A hearing relating to a charge of assault came before the Criminal Court in Perth on 15 March 1906. No details were provided in the newspaper report but it nevertheless highlighted how a method of identification could be deemed inappropriate if carried out incorrectly.
A crime was committed, the victim made a complaint and an accusation was made against two men. When it became known, one of the men voluntarily reported to Fremantle Prison and agreed to participate in a police lineup. Dressed in ordinary clothes, he stood with a group of about 10 or 12 other men, all of whom were wearing prison uniforms.
The complainant (an older man who’d been drinking) stood before them and at first was overwhelmed by the “dazzling glare in the prison yard“. He picked the wrong man. The police gave him another go and that time he chose the right man.

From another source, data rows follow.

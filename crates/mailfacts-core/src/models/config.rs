//! Configuration structures for the extraction pipeline.

use serde::{Deserialize, Serialize};
use std::path::{Path, PathBuf};

use crate::error::{MailfactsError, Result};

/// Main configuration for the mailfacts pipeline.
#[derive(Debug, Clone, Default, Serialize, Deserialize)]
#[serde(default)]
pub struct MailfactsConfig {
    /// Message normalization configuration.
    pub normalizer: NormalizerConfig,

    /// Date extraction configuration.
    pub dates: DateConfig,

    /// OCR engine configuration.
    pub ocr: OcrConfig,

    /// Batch processing configuration.
    pub batch: BatchConfig,
}

/// Message normalization configuration.
#[derive(Debug, Clone, Serialize, Deserialize)]
#[serde(default)]
pub struct NormalizerConfig {
    /// Run OCR over image attachments.
    pub ocr_images: bool,

    /// Extract the text layer of PDF attachments.
    pub extract_pdf_text: bool,

    /// File extensions treated as images when content sniffing is inconclusive.
    pub image_extensions: Vec<String>,

    /// Attachments larger than this are not decoded.
    pub max_attachment_bytes: usize,
}

impl Default for NormalizerConfig {
    fn default() -> Self {
        Self {
            ocr_images: true,
            extract_pdf_text: true,
            image_extensions: ["png", "jpg", "jpeg", "tiff"]
                .iter()
                .map(|s| s.to_string())
                .collect(),
            max_attachment_bytes: 25 * 1024 * 1024,
        }
    }
}

/// Interpretation of all-numeric dates such as `03/04/2024`.
#[derive(Debug, Clone, Copy, PartialEq, Eq, Default, Serialize, Deserialize)]
#[serde(rename_all = "snake_case")]
pub enum DateOrder {
    /// `MM/DD/YYYY`.
    #[default]
    MonthFirst,
    /// `DD/MM/YYYY`.
    DayFirst,
}

/// Date extraction configuration.
#[derive(Debug, Clone, Serialize, Deserialize)]
#[serde(default)]
pub struct DateConfig {
    /// Lines scanned unconditionally when no date-signal line resolves.
    pub fallback_line_limit: usize,

    /// Field order for ambiguous numeric dates.
    pub date_order: DateOrder,
}

impl Default for DateConfig {
    fn default() -> Self {
        Self {
            fallback_line_limit: 100,
            date_order: DateOrder::MonthFirst,
        }
    }
}

/// OCR engine configuration.
#[derive(Debug, Clone, Serialize, Deserialize)]
#[serde(default)]
pub struct OcrConfig {
    /// Directory containing model files.
    pub model_dir: PathBuf,

    /// Text detection model file name.
    pub detection_model: String,

    /// Text recognition model file name.
    pub recognition_model: String,

    /// Character dictionary file name.
    pub dictionary: String,

    /// Keep `[UNK]` tokens in recognized text.
    pub keep_unk: bool,
}

impl Default for OcrConfig {
    fn default() -> Self {
        Self {
            model_dir: PathBuf::from("models"),
            detection_model: "det.onnx".to_string(),
            recognition_model: "latin_rec.onnx".to_string(),
            dictionary: "latin_dict.txt".to_string(),
            keep_unk: false,
        }
    }
}

impl OcrConfig {
    /// Whether the detection and recognition models exist on disk.
    pub fn models_present(&self) -> bool {
        self.model_dir.join(&self.detection_model).exists()
            && self.model_dir.join(&self.recognition_model).exists()
    }
}

/// Batch processing configuration.
#[derive(Debug, Clone, Serialize, Deserialize)]
#[serde(default)]
pub struct BatchConfig {
    /// Number of messages processed in parallel.
    pub jobs: usize,

    /// Per-message timeout covering attachment extraction.
    pub attachment_timeout_secs: u64,
}

impl Default for BatchConfig {
    fn default() -> Self {
        Self {
            jobs: 4,
            attachment_timeout_secs: 60,
        }
    }
}

impl MailfactsConfig {
    /// Load configuration from a JSON file.
    pub fn from_file(path: &Path) -> Result<Self> {
        let content = std::fs::read_to_string(path)?;
        serde_json::from_str(&content)
            .map_err(|e| MailfactsError::Config(format!("{}: {}", path.display(), e)))
    }

    /// Save configuration to a JSON file.
    pub fn save(&self, path: &Path) -> Result<()> {
        let content = serde_json::to_string_pretty(self)
            .map_err(|e| MailfactsError::Config(e.to_string()))?;
        std::fs::write(path, content)?;
        Ok(())
    }
}

#[cfg(test)]
mod tests {
    use super::*;
    use pretty_assertions::assert_eq;

    #[test]
    fn test_partial_config_uses_defaults() {
        let config: MailfactsConfig =
            serde_json::from_str(r#"{"dates": {"date_order": "day_first"}}"#).unwrap();

        assert_eq!(config.dates.date_order, DateOrder::DayFirst);
        assert_eq!(config.dates.fallback_line_limit, 100);
        assert!(config.normalizer.ocr_images);
        assert_eq!(config.batch.jobs, 4);
    }

    #[test]
    fn test_save_and_load() {
        let dir = tempfile::tempdir().unwrap();
        let path = dir.path().join("config.json");

        let mut config = MailfactsConfig::default();
        config.batch.attachment_timeout_secs = 5;
        config.save(&path).unwrap();

        let loaded = MailfactsConfig::from_file(&path).unwrap();
        assert_eq!(loaded.batch.attachment_timeout_secs, 5);
        assert_eq!(loaded.ocr.detection_model, "det.onnx");
    }

    #[test]
    fn test_invalid_json_is_config_error() {
        let dir = tempfile::tempdir().unwrap();
        let path = dir.path().join("broken.json");
        std::fs::write(&path, "{ not json").unwrap();

        let err = MailfactsConfig::from_file(&path).unwrap_err();
        assert!(matches!(err, MailfactsError::Config(_)));
        assert!(err.to_string().starts_with("configuration error: "));
    }

    #[test]
    fn test_missing_file_is_io_error() {
        let dir = tempfile::tempdir().unwrap();
        let err = MailfactsConfig::from_file(&dir.path().join("absent.json")).unwrap_err();
        assert!(matches!(err, MailfactsError::Io(_)));
    }
}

When the evidence of how the police lineup was conducted was brought before the Court, Commissioner Roe was rightfully critical and stated it was, “Like putting a label on the accused.” The defendant’s lawyer then piped up, “Might just as well have stood him among a lot of sheep!“
Commissioner Roe summed up for the jury and stressed how certain measures of obtaining identification could lead to terrible injustice.
The identification in this case was a farce, and I am very much surprised indeed to hear that identification was attempted under such circumstances. To take a man into a yard and put him, dressed in plain clothes, with 10 or 12 others in prison garb, and ask the complainant to say who it was who assaulted him, is not fair to either the accused or the complainant. I hope and trust that no further identifications will be attempted under such circumstances.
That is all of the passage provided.